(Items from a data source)

>>>

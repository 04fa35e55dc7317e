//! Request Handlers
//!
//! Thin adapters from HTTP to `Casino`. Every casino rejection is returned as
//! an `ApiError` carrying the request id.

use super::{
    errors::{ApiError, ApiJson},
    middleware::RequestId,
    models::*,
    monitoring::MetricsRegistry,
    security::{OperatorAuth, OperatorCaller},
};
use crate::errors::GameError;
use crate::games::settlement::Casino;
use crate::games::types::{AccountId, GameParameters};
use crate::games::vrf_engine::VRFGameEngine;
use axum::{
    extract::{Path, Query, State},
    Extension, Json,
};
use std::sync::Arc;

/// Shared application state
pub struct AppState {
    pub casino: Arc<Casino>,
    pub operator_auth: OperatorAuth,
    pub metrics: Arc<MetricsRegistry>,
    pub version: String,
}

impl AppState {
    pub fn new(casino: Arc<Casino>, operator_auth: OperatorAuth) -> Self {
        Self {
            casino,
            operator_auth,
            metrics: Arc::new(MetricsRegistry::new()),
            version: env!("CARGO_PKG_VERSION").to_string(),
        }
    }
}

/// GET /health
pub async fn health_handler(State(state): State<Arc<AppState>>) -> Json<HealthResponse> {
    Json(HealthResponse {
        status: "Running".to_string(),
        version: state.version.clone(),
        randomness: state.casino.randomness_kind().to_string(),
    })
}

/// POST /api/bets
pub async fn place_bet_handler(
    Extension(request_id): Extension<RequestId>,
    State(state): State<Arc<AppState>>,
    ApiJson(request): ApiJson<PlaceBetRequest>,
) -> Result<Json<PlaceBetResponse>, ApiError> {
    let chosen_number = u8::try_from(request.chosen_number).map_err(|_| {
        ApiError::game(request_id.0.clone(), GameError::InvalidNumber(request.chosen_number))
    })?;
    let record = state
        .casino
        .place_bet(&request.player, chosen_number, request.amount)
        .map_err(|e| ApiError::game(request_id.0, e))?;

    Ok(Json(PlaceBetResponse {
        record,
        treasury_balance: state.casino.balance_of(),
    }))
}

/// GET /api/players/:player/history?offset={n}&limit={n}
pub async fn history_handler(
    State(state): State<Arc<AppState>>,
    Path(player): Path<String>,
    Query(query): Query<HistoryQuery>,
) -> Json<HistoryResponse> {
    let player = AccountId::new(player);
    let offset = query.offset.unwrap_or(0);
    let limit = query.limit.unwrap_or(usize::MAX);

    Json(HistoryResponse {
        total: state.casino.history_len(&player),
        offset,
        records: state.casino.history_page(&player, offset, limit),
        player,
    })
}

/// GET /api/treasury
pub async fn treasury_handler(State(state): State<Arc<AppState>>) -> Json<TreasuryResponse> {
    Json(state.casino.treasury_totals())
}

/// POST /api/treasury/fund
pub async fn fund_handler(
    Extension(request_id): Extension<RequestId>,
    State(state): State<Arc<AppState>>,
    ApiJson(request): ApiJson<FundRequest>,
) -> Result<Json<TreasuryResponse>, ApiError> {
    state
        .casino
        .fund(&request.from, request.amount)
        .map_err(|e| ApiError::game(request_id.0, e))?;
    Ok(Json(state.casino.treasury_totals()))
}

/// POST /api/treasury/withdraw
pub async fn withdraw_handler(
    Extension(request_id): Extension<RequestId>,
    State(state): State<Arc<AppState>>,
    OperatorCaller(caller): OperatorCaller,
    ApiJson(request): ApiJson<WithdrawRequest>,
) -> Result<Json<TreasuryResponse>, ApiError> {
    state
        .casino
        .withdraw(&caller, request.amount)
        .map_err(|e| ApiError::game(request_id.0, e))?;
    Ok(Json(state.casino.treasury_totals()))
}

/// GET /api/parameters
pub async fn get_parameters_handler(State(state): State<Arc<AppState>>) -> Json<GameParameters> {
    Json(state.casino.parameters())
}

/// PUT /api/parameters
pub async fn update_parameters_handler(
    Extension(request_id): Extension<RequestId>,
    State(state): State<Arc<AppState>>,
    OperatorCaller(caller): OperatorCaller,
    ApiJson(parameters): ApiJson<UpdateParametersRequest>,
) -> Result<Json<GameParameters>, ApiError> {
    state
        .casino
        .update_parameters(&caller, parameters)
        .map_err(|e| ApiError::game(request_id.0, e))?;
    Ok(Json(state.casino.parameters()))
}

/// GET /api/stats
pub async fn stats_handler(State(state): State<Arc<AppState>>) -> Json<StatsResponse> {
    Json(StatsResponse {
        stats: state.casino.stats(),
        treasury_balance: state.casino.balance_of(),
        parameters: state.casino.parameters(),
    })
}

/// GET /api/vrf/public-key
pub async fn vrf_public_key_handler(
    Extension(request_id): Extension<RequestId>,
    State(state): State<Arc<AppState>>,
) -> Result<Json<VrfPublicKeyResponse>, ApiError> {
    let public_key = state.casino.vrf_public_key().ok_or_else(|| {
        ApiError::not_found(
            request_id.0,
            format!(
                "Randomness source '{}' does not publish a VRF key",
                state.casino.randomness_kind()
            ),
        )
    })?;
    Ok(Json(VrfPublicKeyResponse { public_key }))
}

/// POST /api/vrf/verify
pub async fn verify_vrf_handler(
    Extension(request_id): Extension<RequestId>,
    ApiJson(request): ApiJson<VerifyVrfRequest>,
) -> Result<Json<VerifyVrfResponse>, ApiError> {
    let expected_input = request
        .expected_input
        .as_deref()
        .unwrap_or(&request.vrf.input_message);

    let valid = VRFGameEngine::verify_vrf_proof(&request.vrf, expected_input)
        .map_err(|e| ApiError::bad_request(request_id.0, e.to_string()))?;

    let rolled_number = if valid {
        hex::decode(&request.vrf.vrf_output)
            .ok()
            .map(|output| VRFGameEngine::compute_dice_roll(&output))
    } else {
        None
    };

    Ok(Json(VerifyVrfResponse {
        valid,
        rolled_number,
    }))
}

<<<

◆ Assignment:
Every line that holds the word "PlaceBetResponse" should be copied from the records.

◆ Finished task:
) -> Result<Json<PlaceBetResponse>, ApiError> {
    Ok(Json(PlaceBetResponse {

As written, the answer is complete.